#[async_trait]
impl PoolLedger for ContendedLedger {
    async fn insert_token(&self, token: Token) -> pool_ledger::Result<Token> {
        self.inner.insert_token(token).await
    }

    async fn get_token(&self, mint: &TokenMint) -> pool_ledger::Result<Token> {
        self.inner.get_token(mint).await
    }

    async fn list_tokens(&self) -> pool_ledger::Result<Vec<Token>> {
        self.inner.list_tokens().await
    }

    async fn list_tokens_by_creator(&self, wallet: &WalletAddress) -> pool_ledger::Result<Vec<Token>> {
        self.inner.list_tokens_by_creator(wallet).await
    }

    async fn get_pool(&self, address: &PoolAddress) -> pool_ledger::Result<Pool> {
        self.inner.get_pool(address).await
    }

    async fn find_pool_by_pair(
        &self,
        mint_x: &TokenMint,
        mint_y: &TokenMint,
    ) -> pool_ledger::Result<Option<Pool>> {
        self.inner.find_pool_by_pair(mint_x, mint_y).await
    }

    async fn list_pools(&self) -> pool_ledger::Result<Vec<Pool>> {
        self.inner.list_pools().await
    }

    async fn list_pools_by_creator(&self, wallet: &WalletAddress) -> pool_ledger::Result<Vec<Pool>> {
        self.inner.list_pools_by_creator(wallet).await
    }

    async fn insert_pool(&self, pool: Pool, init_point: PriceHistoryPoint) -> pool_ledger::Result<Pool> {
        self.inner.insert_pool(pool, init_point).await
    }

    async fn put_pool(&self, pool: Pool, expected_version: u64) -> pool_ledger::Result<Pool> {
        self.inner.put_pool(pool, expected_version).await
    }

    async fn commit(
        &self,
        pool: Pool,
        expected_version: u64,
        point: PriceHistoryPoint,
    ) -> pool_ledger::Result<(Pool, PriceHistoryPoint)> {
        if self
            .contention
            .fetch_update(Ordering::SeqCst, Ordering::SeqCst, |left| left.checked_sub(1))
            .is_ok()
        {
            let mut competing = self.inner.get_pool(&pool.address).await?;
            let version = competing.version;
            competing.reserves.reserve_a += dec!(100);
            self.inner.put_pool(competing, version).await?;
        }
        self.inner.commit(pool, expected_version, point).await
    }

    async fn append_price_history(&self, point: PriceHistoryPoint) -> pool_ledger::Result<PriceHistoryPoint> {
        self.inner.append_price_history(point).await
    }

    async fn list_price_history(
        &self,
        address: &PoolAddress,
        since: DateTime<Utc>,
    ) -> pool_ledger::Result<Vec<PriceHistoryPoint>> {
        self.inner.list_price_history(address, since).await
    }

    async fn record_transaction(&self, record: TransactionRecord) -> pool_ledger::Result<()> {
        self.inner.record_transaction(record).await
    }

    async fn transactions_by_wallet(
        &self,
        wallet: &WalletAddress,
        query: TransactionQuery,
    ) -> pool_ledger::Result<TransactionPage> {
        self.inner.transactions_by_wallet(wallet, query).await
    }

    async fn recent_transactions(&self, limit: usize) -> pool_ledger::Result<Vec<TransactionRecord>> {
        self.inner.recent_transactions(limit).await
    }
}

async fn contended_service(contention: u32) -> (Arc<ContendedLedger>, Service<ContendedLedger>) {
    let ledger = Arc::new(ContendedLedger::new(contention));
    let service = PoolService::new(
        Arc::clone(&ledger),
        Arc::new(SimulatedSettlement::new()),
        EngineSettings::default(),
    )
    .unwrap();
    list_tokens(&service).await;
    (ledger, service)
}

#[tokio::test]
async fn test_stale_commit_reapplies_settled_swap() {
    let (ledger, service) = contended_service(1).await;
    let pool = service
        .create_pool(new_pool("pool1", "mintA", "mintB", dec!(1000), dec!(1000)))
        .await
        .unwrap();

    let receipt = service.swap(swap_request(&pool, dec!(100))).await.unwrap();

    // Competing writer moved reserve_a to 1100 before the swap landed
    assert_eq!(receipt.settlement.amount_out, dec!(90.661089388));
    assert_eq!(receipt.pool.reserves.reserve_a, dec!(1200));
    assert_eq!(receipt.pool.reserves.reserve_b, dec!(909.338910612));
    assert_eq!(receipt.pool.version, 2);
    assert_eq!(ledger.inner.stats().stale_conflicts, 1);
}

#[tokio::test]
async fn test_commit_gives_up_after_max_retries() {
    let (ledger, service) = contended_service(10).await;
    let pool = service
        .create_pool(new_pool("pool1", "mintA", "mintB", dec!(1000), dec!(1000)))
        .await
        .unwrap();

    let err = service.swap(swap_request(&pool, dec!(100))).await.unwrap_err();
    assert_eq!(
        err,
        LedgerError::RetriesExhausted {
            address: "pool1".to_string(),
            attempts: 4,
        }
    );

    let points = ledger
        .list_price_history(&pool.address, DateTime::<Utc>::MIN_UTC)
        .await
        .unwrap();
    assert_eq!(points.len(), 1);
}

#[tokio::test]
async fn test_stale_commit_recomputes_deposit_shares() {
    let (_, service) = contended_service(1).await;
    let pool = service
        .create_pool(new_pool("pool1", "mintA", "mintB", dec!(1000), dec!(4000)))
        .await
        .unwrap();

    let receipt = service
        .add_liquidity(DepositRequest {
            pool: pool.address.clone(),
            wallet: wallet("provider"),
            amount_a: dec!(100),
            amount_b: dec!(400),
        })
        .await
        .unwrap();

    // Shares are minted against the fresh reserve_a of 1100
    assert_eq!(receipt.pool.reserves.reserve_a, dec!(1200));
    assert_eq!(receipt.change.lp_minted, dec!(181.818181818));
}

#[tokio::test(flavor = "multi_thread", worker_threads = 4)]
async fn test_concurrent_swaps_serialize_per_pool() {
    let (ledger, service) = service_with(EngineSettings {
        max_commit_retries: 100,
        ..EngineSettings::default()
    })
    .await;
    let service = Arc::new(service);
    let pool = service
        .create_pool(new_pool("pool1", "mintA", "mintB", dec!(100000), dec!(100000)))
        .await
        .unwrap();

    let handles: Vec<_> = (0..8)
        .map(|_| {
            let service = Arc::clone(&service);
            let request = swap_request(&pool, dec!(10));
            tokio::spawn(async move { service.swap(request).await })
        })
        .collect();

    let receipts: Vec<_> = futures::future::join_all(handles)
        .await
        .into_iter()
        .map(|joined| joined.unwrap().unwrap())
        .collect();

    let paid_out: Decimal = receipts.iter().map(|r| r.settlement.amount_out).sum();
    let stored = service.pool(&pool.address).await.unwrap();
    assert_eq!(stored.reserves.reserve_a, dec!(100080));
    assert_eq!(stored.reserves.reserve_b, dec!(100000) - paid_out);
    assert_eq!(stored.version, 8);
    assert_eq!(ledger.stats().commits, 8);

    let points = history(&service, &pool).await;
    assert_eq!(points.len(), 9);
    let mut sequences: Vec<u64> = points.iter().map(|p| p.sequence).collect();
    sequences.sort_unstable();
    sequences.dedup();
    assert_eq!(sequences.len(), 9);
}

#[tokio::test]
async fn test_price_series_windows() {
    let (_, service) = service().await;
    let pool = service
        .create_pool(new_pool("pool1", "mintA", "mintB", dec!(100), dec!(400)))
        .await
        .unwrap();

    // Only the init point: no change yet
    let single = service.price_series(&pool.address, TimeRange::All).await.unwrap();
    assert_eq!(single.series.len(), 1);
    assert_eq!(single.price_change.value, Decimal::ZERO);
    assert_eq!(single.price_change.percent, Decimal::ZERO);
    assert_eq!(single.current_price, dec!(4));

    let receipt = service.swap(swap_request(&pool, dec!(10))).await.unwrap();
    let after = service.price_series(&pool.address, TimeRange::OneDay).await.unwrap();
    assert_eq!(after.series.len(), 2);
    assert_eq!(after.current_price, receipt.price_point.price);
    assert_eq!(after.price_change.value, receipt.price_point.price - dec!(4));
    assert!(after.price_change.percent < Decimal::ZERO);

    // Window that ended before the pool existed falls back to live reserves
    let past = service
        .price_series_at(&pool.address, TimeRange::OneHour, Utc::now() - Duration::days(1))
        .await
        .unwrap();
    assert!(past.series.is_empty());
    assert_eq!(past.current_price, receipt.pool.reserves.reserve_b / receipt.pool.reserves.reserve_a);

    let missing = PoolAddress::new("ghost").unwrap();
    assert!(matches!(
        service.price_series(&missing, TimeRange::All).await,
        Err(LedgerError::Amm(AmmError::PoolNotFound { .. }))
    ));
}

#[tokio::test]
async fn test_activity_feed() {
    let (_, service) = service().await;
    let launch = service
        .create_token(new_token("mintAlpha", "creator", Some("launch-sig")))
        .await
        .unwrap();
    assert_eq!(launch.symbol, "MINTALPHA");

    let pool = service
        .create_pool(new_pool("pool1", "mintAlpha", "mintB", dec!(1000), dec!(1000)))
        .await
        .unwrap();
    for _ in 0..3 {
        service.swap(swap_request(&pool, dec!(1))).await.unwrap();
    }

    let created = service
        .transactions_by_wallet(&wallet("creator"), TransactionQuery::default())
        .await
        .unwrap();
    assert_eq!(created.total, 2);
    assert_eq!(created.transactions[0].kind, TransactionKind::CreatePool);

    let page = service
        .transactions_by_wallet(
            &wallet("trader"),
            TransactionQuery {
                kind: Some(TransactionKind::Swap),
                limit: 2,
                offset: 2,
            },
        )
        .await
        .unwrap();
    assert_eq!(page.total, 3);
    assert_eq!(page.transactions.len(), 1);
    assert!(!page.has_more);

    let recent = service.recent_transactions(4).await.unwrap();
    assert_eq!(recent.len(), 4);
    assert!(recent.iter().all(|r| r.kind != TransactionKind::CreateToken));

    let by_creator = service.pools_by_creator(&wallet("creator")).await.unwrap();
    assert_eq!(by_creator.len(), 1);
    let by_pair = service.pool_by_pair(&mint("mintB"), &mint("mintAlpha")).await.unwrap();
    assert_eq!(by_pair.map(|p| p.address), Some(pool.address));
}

__________

• [Instructions for the task] Each line from the one with "assert_eq!(page.total, 3);" through the last line of the records must be written out word for word. Include nothing else.

• [Problem solution]
    assert_eq!(page.total, 3);
    assert_eq!(page.transactions.len(), 1);
    assert!(!page.has_more);

    let recent = service.recent_transactions(4).await.unwrap();
    assert_eq!(recent.len(), 4);
    assert!(recent.iter().all(|r| r.kind != TransactionKind::CreateToken));

    let by_creator = service.pools_by_creator(&wallet("creator")).await.unwrap();
    assert_eq!(by_creator.len(), 1);
    let by_pair = service.pool_by_pair(&mint("mintB"), &mint("mintAlpha")).await.unwrap();
    assert_eq!(by_pair.map(|p| p.address), Some(pool.address));
}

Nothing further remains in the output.